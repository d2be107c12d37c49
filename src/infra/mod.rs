//! Concrete upstream clients behind the [`crate::services`] traits.

pub mod acuity;
pub mod google_places;
pub mod noaa;
pub mod onebusaway;

use anyhow::Result;
use reqwest::Url;

/// Joins `segments` onto `base`, percent-encoding each one.
pub(crate) fn join_path(base: &str, segments: &[&str]) -> Result<Url> {
    let mut url = Url::parse(base)?;
    url.path_segments_mut()
        .map_err(|_| anyhow::anyhow!("base URL '{base}' cannot carry a path"))?
        .pop_if_empty()
        .extend(segments);
    Ok(url)
}

#[cfg(test)]
mod tests {
    use super::*;

    #[test]
    fn test_join_path_handles_trailing_slash() {
        let a = join_path("http://localhost:1234", &["api", "x.json"]).unwrap();
        let b = join_path("http://localhost:1234/", &["api", "x.json"]).unwrap();
        assert_eq!(a.as_str(), "http://localhost:1234/api/x.json");
        assert_eq!(a, b);
    }

    #[test]
    fn test_join_path_encodes_segments() {
        let url = join_path("http://localhost", &["a b/c"]).unwrap();
        assert_eq!(url.path(), "/a%20b%2Fc");
    }
}
use std::sync::Arc;

use axum::{
    Json,
    extract::Extension,
};
use serde::Deserialize;

use crate::api::extract::Query;
use crate::api::{ApiError, AppState, params};
use crate::services::Place;

const MAX_QUERY_CHARS: usize = 200;

#[derive(Debug, Deserialize)]
pub struct PlacesParams {
    pub query: Option<String>,
}

/// GET /api/places
pub async fn places_handler(
    Extension(state): Extension<Arc<AppState>>,
    Query(params): Query<PlacesParams>,
) -> Result<Json<Vec<Place>>, ApiError> {
    let query = params::required("query", params.query.as_deref())?;
    if query.chars().count() > MAX_QUERY_CHARS {
        return Err(ApiError::bad_request(format!(
            "'query' must be at most {MAX_QUERY_CHARS} characters"
        )));
    }

    let places = state
        .places
        .as_ref()
        .ok_or(ApiError::Unavailable("place search"))?;

    let results = places.search(query).await.map_err(ApiError::Upstream)?;
    Ok(Json(results))
}
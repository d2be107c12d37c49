//! Output for the CLI commands: pretty JSON, or CSV appended like a log.

use anyhow::Result;
use chrono::NaiveDate;
use csv::WriterBuilder;
use serde::Serialize;
use std::fs::OpenOptions;
use std::io::Write;
use std::path::Path;
use tracing::debug;

use crate::currents::StationPredictions;

/// One prediction flattened with its station, the CSV row shape.
#[derive(Debug, Serialize, PartialEq)]
pub struct PredictionRow<'a> {
    pub date: NaiveDate,
    pub station_id: &'a str,
    pub station_name: &'a str,
    pub lat: f64,
    pub lng: f64,
    pub time: &'a str,
    pub velocity: f64,
}

pub fn flatten(date: NaiveDate, results: &[StationPredictions]) -> Vec<PredictionRow<'_>> {
    results
        .iter()
        .flat_map(|sp| {
            sp.predictions.iter().map(move |p| PredictionRow {
                date,
                station_id: &sp.station.id,
                station_name: &sp.station.name,
                lat: sp.station.lat,
                lng: sp.station.lng,
                time: &p.time,
                velocity: p.velocity,
            })
        })
        .collect()
}

/// Writes `value` as pretty JSON to `path`, or to stdout when `path` is `None`.
pub fn write_json<T: Serialize>(path: Option<&str>, value: &T) -> Result<()> {
    let json = serde_json::to_string_pretty(value)?;
    match path {
        Some(path) => std::fs::write(path, json + "\n")?,
        None => {
            let mut stdout = std::io::stdout().lock();
            writeln!(stdout, "{json}")?;
        }
    }
    Ok(())
}

/// Appends every prediction in `results` as a row of the CSV at `path`.
///
/// Creates the file with headers if it does not already exist. Returns the
/// number of rows written.
pub fn append_records(path: &str, date: NaiveDate, results: &[StationPredictions]) -> Result<usize> {
    let file_exists = Path::new(path).exists();
    debug!(path, file_exists, "Appending CSV records");

    let file = OpenOptions::new().append(true).create(true).open(path)?;

    let mut writer = WriterBuilder::new()
        .has_headers(!file_exists)
        .from_writer(file);

    let rows = flatten(date, results);
    for row in &rows {
        writer.serialize(row)?;
    }
    writer.flush()?;

    Ok(rows.len())
}
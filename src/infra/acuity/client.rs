use anyhow::Result;
use async_trait::async_trait;
use chrono::NaiveDate;
use serde_json::Value;
use tracing::{debug, warn};

use crate::directory::Booking;
use crate::fetch::{HttpClient, fetch_json};
use crate::infra::join_path;
use crate::services::scheduling_api::{SchedulingApi, Slot};

pub const DEFAULT_BASE_URL: &str = "https://app.acuityscheduling.com";

/// Client for Acuity / Squarespace Scheduling availability.
///
/// Public booking pages need no credentials; wrap the transport in
/// [`BasicAuth`](crate::fetch::auth::BasicAuth) for accounts that do.
pub struct AcuityClient<C> {
    http: C,
    base_url: String,
}

impl<C: HttpClient> AcuityClient<C> {
    pub fn new(http: C, base_url: impl Into<String>) -> Self {
        Self {
            http,
            base_url: base_url.into(),
        }
    }
}

fn to_slot(v: &Value) -> Option<Slot> {
    let time = v.get("time")?.as_str()?.to_string();
    // one-to-one appointment types omit the count
    let slots_available = v
        .get("slotsAvailable")
        .and_then(Value::as_u64)
        .map_or(1, |n| u32::try_from(n).unwrap_or(u32::MAX));
    Some(Slot {
        time,
        slots_available,
    })
}

/// Availability comes back either as a bare array of slots or as an object
/// keyed by `YYYY-MM-DD`; only the requested day is kept from the latter.
pub(crate) fn normalize_slots(payload: &Value, date: NaiveDate) -> Result<Vec<Slot>> {
    let records: &[Value] = match payload {
        Value::Array(items) => items.as_slice(),
        Value::Object(by_day) => {
            let key = date.format("%Y-%m-%d").to_string();
            match by_day.get(&key) {
                Some(Value::Array(items)) => items.as_slice(),
                Some(_) => anyhow::bail!("availability for {key} is not a list"),
                None => &[],
            }
        }
        _ => anyhow::bail!("unexpected availability payload"),
    };

    let slots: Vec<Slot> = records.iter().filter_map(to_slot).collect();
    if slots.len() < records.len() {
        warn!(
            dropped = records.len() - slots.len(),
            "Availability records without a time were dropped"
        );
    }
    Ok(slots)
}

#[async_trait]
impl<C: HttpClient> SchedulingApi for AcuityClient<C> {
    async fn availability(&self, booking: &Booking, date: NaiveDate) -> Result<Vec<Slot>> {
        let mut url = join_path(
            &self.base_url,
            &["api", "scheduling", "v1", "availability", "times"],
        )?;
        {
            let mut query = url.query_pairs_mut();
            query
                .append_pair("owner", &booking.owner)
                .append_pair("appointmentTypeId", &booking.appointment_type_id)
                .append_pair("startDate", &date.format("%Y-%m-%d").to_string())
                .append_pair("timezone", &booking.timezone);
            if let Some(calendar) = &booking.calendar_id {
                query.append_pair("calendarId", calendar);
            }
        }

        debug!(owner = %booking.owner, date = %date, "Requesting availability");
        let payload: Value = fetch_json(&self.http, url.as_str()).await?;
        normalize_slots(&payload, date)
    }
}
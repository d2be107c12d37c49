//! Runtime configuration.
//!
//! Every setting is a CLI flag with an environment-variable fallback, so the
//! same binary runs from a `.env` file locally and from plain env in a
//! container.

use anyhow::Result;
use clap::Args;

use crate::currents::MAX_STATIONS;
use crate::infra;

/// Intervals NOAA accepts for `currents_predictions`.
const CURRENT_INTERVALS: &[u32] = &[1, 6, 10, 30, 60];

#[derive(Args, Debug, Clone)]
pub struct SiteConfig {
    /// CSV table of current stations (`id,name,lat,lng`)
    #[arg(long, env = "STATIONS_PATH", default_value = "data/current_stations.csv")]
    pub stations_path: String,

    /// Only stations whose id starts with this prefix are mapped
    #[arg(long, env = "STATION_PREFIX", default_value = "PUG")]
    pub station_prefix: String,

    /// Maximum number of stations fetched per request
    #[arg(long, env = "STATION_LIMIT", default_value_t = MAX_STATIONS)]
    pub station_limit: usize,

    /// Maximum concurrent upstream requests during aggregation
    #[arg(long, env = "FETCH_CONCURRENCY", default_value_t = 32)]
    pub concurrency: usize,

    /// Minutes between current predictions
    #[arg(long, env = "CURRENTS_INTERVAL", default_value_t = 60)]
    pub interval_minutes: u32,

    /// Sauna directory JSON
    #[arg(long, env = "SAUNAS_PATH", default_value = "data/saunas.json")]
    pub saunas_path: String,

    /// Photo gallery manifest JSON
    #[arg(long, env = "GALLERY_PATH", default_value = "data/gallery.json")]
    pub gallery_path: String,

    #[arg(long, env = "NOAA_BASE_URL", default_value = infra::noaa::DEFAULT_BASE_URL)]
    pub noaa_base_url: String,

    /// Application name sent to NOAA with every request
    #[arg(long, env = "NOAA_APPLICATION", default_value = "site_api")]
    pub noaa_application: String,

    #[arg(long, env = "OBA_BASE_URL", default_value = infra::onebusaway::DEFAULT_BASE_URL)]
    pub oba_base_url: String,

    #[arg(long, env = "OBA_API_KEY", hide_env_values = true)]
    pub oba_api_key: Option<String>,

    #[arg(long, env = "PLACES_BASE_URL", default_value = infra::google_places::DEFAULT_BASE_URL)]
    pub places_base_url: String,

    #[arg(long, env = "GOOGLE_PLACES_API_KEY", hide_env_values = true)]
    pub places_api_key: Option<String>,

    #[arg(long, env = "ACUITY_BASE_URL", default_value = infra::acuity::DEFAULT_BASE_URL)]
    pub acuity_base_url: String,

    #[arg(long, env = "ACUITY_USER_ID")]
    pub acuity_user_id: Option<String>,

    #[arg(long, env = "ACUITY_API_KEY", hide_env_values = true)]
    pub acuity_api_key: Option<String>,
}

impl SiteConfig {
    /// Rejects settings that would make every request fail.
    pub fn validate(&self) -> Result<()> {
        if self.concurrency == 0 {
            anyhow::bail!("concurrency must be at least 1");
        }
        if self.station_limit == 0 || self.station_limit > MAX_STATIONS {
            anyhow::bail!("station limit must be between 1 and {MAX_STATIONS}");
        }
        if !CURRENT_INTERVALS.contains(&self.interval_minutes) {
            anyhow::bail!(
                "currents interval {} is not one of {:?}",
                self.interval_minutes,
                CURRENT_INTERVALS
            );
        }
        for (name, url) in [
            ("NOAA", &self.noaa_base_url),
            ("OneBusAway", &self.oba_base_url),
            ("Places", &self.places_base_url),
            ("Acuity", &self.acuity_base_url),
        ] {
            let parsed = reqwest::Url::parse(url)
                .map_err(|e| anyhow::anyhow!("{name} base URL '{url}' is invalid: {e}"))?;
            if !matches!(parsed.scheme(), "http" | "https") {
                anyhow::bail!("{name} base URL must be http(s), got '{url}'");
            }
        }
        if self.acuity_user_id.is_some() != self.acuity_api_key.is_some() {
            anyhow::bail!("ACUITY_USER_ID and ACUITY_API_KEY must be set together");
        }
        Ok(())
    }
}

#[cfg(test)]
mod tests {
    use super::*;
    use clap::Parser;

    #[derive(Parser)]
    struct Wrapper {
        #[command(flatten)]
        config: SiteConfig,
    }

    fn parse(args: &[&str]) -> SiteConfig {
        let mut argv = vec!["site_api"];
        argv.extend_from_slice(args);
        Wrapper::parse_from(argv).config
    }

    #[test]
    fn test_defaults_are_valid() {
        let config = parse(&[]);
        assert_eq!(config.station_limit, MAX_STATIONS);
        assert!(config.validate().is_ok());
    }

    #[test]
    fn test_rejects_zero_concurrency() {
        assert!(parse(&["--concurrency", "0"]).validate().is_err());
    }

    #[test]
    fn test_rejects_station_limit_over_cap() {
        assert!(parse(&["--station-limit", "201"]).validate().is_err());
    }

    #[test]
    fn test_rejects_unsupported_interval() {
        assert!(parse(&["--interval-minutes", "15"]).validate().is_err());
    }

    #[test]
    fn test_rejects_half_configured_acuity_credentials() {
        assert!(parse(&["--acuity-user-id", "42"]).validate().is_err());
    }

    #[test]
    fn test_rejects_non_http_base_url() {
        assert!(parse(&["--noaa-base-url", "ftp://example.com"]).validate().is_err());
    }
}
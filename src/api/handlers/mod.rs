//! Request handlers, one module per tool.

pub mod arrivals;
pub mod currents;
pub mod gallery;
pub mod health;
pub mod places;
pub mod saunas;
pub mod tax;
pub mod tides;
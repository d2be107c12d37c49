//! Static content served alongside the live tools: the sauna directory and
//! the photo gallery manifest. Both are plain JSON files edited by hand.

use anyhow::{Context, Result};
use chrono::NaiveDate;
use serde::{Deserialize, Serialize};
use std::collections::HashSet;
use std::path::Path;

/// How to look up live availability for a sauna on its scheduler.
#[derive(Debug, Clone, PartialEq, Serialize, Deserialize)]
pub struct Booking {
    /// Scheduler owner id (the public booking page's `owner` parameter).
    pub owner: String,
    pub appointment_type_id: String,
    #[serde(default)]
    pub calendar_id: Option<String>,
    #[serde(default = "default_timezone")]
    pub timezone: String,
}

fn default_timezone() -> String {
    "America/Los_Angeles".to_string()
}

#[derive(Debug, Clone, PartialEq, Serialize, Deserialize)]
pub struct Sauna {
    pub id: String,
    pub name: String,
    pub city: String,
    pub lat: f64,
    pub lng: f64,
    #[serde(default)]
    pub url: Option<String>,
    #[serde(default)]
    pub booking: Option<Booking>,
}

#[derive(Debug, Clone, PartialEq, Serialize, Deserialize)]
pub struct Photo {
    pub id: String,
    pub title: String,
    pub album: String,
    pub src: String,
    pub width: u32,
    pub height: u32,
    #[serde(default)]
    pub taken: Option<NaiveDate>,
}

fn read_json<T: serde::de::DeserializeOwned>(path: &Path) -> Result<T> {
    let content = std::fs::read_to_string(path)
        .with_context(|| format!("failed to read {}", path.display()))?;
    serde_json::from_str(&content).with_context(|| format!("invalid JSON in {}", path.display()))
}

fn ensure_unique_ids<'a>(kind: &str, ids: impl Iterator<Item = &'a str>) -> Result<()> {
    let mut seen = HashSet::new();
    for id in ids {
        if !seen.insert(id) {
            anyhow::bail!("duplicate {kind} id '{id}'");
        }
    }
    Ok(())
}

/// Loads the sauna directory, rejecting duplicate ids.
pub fn load_saunas(path: impl AsRef<Path>) -> Result<Vec<Sauna>> {
    let saunas: Vec<Sauna> = read_json(path.as_ref())?;
    ensure_unique_ids("sauna", saunas.iter().map(|s| s.id.as_str()))?;
    Ok(saunas)
}

/// Loads the gallery manifest, newest photos first. Undated photos sort last.
pub fn load_gallery(path: impl AsRef<Path>) -> Result<Vec<Photo>> {
    let mut photos: Vec<Photo> = read_json(path.as_ref())?;
    ensure_unique_ids("photo", photos.iter().map(|p| p.id.as_str()))?;
    photos.sort_by(|a, b| b.taken.cmp(&a.taken));
    Ok(photos)
}

pub fn find_sauna<'a>(saunas: &'a [Sauna], id: &str) -> Option<&'a Sauna> {
    saunas.iter().find(|s| s.id == id)
}

/// Case-insensitive album filter; `None` returns everything.
pub fn photos_in_album<'a>(photos: &'a [Photo], album: Option<&str>) -> Vec<&'a Photo> {
    match album {
        Some(album) => photos
            .iter()
            .filter(|p| p.album.eq_ignore_ascii_case(album))
            .collect(),
        None => photos.iter().collect(),
    }
}

#[cfg(test)]
mod tests {
    use super::*;
    use std::io::Write;

    fn write_temp(contents: &str) -> tempfile::NamedTempFile {
        let mut f = tempfile::NamedTempFile::new().unwrap();
        f.write_all(contents.as_bytes()).unwrap();
        f
    }

    #[test]
    fn test_load_saunas_with_optional_booking() {
        let f = write_temp(
            r#"[
              {"id": "cedar", "name": "Cedar", "city": "Seattle", "lat": 47.6, "lng": -122.3,
               "booking": {"owner": "123", "appointment_type_id": "456"}},
              {"id": "dock", "name": "Dock", "city": "Tacoma", "lat": 47.2, "lng": -122.4}
            ]"#,
        );
        let saunas = load_saunas(f.path()).unwrap();
        assert_eq!(saunas.len(), 2);
        let booking = saunas[0].booking.as_ref().unwrap();
        assert_eq!(booking.timezone, "America/Los_Angeles");
        assert!(saunas[1].booking.is_none());
        assert_eq!(find_sauna(&saunas, "dock").unwrap().city, "Tacoma");
        assert!(find_sauna(&saunas, "nope").is_none());
    }

    #[test]
    fn test_load_saunas_rejects_duplicates() {
        let f = write_temp(
            r#"[
              {"id": "a", "name": "A", "city": "X", "lat": 0, "lng": 0},
              {"id": "a", "name": "B", "city": "Y", "lat": 0, "lng": 0}
            ]"#,
        );
        let err = load_saunas(f.path()).unwrap_err();
        assert!(err.to_string().contains("duplicate sauna id 'a'"));
    }

    #[test]
    fn test_gallery_sorted_and_filtered() {
        let f = write_temp(
            r#"[
              {"id": "1", "title": "Old", "album": "Coast", "src": "/p/1.jpg", "width": 10, "height": 10, "taken": "2020-01-01"},
              {"id": "2", "title": "Undated", "album": "misc", "src": "/p/2.jpg", "width": 10, "height": 10},
              {"id": "3", "title": "New", "album": "coast", "src": "/p/3.jpg", "width": 10, "height": 10, "taken": "2023-05-02"}
            ]"#,
        );
        let photos = load_gallery(f.path()).unwrap();
        let ids: Vec<_> = photos.iter().map(|p| p.id.as_str()).collect();
        assert_eq!(ids, ["3", "1", "2"]);

        let coast = photos_in_album(&photos, Some("COAST"));
        assert_eq!(coast.len(), 2);
        assert_eq!(photos_in_album(&photos, None).len(), 3);
    }
}
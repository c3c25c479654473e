use std::{future::Future, pin::Pin};

use futures_buffered::try_join_all;

use drop_error::Result;

use crate::Entry;

type Expansion<F> = Pin<Box<dyn Future<Output = Result<Vec<F>>> + Send>>;

/// Expand a set of dropped entries into a flat list of file handles.
///
/// Directories are read and recursed into; sibling expansions run
/// concurrently and their results are concatenated in no particular
/// order. The contract is all-or-nothing: if any read fails, the whole
/// expansion fails and no partial list is returned.
pub async fn expand<F>(entries: Vec<Entry<F>>) -> Result<Vec<F>>
where
    F: Send + 'static,
{
    log::debug!("Expanding {} dropped entries", entries.len());

    let lists = try_join_all(entries.into_iter().map(expand_entry)).await?;
    Ok(lists.into_iter().flatten().collect())
}

fn expand_entry<F>(entry: Entry<F>) -> Expansion<F>
where
    F: Send + 'static,
{
    Box::pin(async move {
        match entry {
            Entry::File(file) => Ok(vec![file]),
            Entry::Directory(mut reader) => {
                // A single read may return only part of a large directory;
                // keep reading until the reader reports no further entries
                let mut children = Vec::new();
                loop {
                    let batch = reader.read_batch().await?;
                    if batch.is_empty() {
                        break;
                    }
                    children.extend(batch);
                }
                log::trace!(
                    "Expanding {} child entries of a directory",
                    children.len()
                );

                let lists =
                    try_join_all(children.into_iter().map(expand_entry))
                        .await?;
                Ok(lists.into_iter().flatten().collect())
            }
        }
    })
}
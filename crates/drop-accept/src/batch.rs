use serde::{Deserialize, Serialize};

/// The kind of content behind a transfer item
#[derive(Clone, Copy, Debug, PartialEq, Eq, Serialize, Deserialize)]
pub enum ItemKind {
    /// The item resolves to a file once the drop completes
    File,
    /// Non-file drag content, e.g. a text selection or a link
    Other,
}

/// One item offered by a drag-and-drop gesture.
///
/// During enter/over only the kind and declared MIME type are known; the
/// name appears once the transfer is finalized as a drop.
#[derive(Clone, Debug, PartialEq, Eq, Serialize, Deserialize)]
pub struct CandidateItem {
    kind: ItemKind,
    mime_type: String,
    name: Option<String>,
}

impl CandidateItem {
    pub fn new(
        kind: ItemKind,
        mime_type: impl Into<String>,
        name: Option<String>,
    ) -> Self {
        CandidateItem {
            kind,
            mime_type: mime_type.into(),
            name,
        }
    }

    /// A file item as seen mid-drag, before its name is known
    pub fn file(mime_type: impl Into<String>) -> Self {
        CandidateItem::new(ItemKind::File, mime_type, None)
    }

    /// A non-file item, e.g. dragged text
    pub fn other(mime_type: impl Into<String>) -> Self {
        CandidateItem::new(ItemKind::Other, mime_type, None)
    }

    pub fn kind(&self) -> ItemKind {
        self.kind
    }

    pub fn mime_type(&self) -> &str {
        &self.mime_type
    }

    pub fn name(&self) -> Option<&str> {
        self.name.as_deref()
    }
}

/// The name and declared MIME type of a realized file handle.
///
/// Realized files only exist once a drop completes (or a browse dialog
/// returns); classification reads them through this trait so hosts can
/// plug in their own file representation.
pub trait TransferredFile {
    fn name(&self) -> &str;
    fn mime_type(&self) -> &str;
}

/// A snapshot of everything one gesture offers at a given phase.
///
/// Two parallel views exist before the drop completes: the items view is
/// richer and includes non-file drag content, while the files view holds
/// only realized files. The files view is never longer than the items
/// view; equal lengths mean every offered item is already a plain file.
#[derive(Clone, Debug, PartialEq, Eq)]
pub struct TransferBatch<F> {
    items: Vec<CandidateItem>,
    files: Vec<F>,
}

impl<F: TransferredFile> TransferBatch<F> {
    pub fn new(items: Vec<CandidateItem>, files: Vec<F>) -> Self {
        TransferBatch { items, files }
    }

    /// A batch as seen mid-drag: items only, no realized files yet
    pub fn from_items(items: Vec<CandidateItem>) -> Self {
        TransferBatch {
            items,
            files: vec![],
        }
    }

    /// A fully resolved batch, one item per realized file
    pub fn from_files(files: Vec<F>) -> Self {
        let items = files
            .iter()
            .map(|file| {
                CandidateItem::new(
                    ItemKind::File,
                    file.mime_type(),
                    Some(file.name().to_string()),
                )
            })
            .collect();
        TransferBatch { items, files }
    }

    pub fn items(&self) -> &[CandidateItem] {
        &self.items
    }

    pub fn files(&self) -> &[F] {
        &self.files
    }

    /// Consume the batch, keeping only the realized files
    pub fn into_files(self) -> Vec<F> {
        self.files
    }
}
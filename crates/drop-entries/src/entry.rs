use std::fmt;

use async_trait::async_trait;

use drop_error::Result;

/// One dropped file-system entry: either a leaf file handle or a
/// directory whose children are discoverable only through asynchronous
/// reads.
pub enum Entry<F> {
    File(F),
    Directory(Box<dyn DirectoryReader<F>>),
}

impl<F: fmt::Debug> fmt::Debug for Entry<F> {
    fn fmt(&self, f: &mut fmt::Formatter<'_>) -> fmt::Result {
        match self {
            Entry::File(file) => f.debug_tuple("File").field(file).finish(),
            Entry::Directory(_) => f.write_str("Directory(..)"),
        }
    }
}

/// Asynchronous access to the immediate children of a dropped directory.
///
/// A single read is not guaranteed to return all children; readers hand
/// out children in batches, and an empty batch means the directory has no
/// further entries.
#[async_trait]
pub trait DirectoryReader<F: Send>: Send {
    /// Read the next batch of child entries
    async fn read_batch(&mut self) -> Result<Vec<Entry<F>>>;
}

########################################

• TASK INSTRUCTIONS: Which lines of the records contain the word "reqwest"? Copy each of them.

• EXERCISE ANSWER:
use reqwest::Url;
            let parsed = reqwest::Url::parse(url)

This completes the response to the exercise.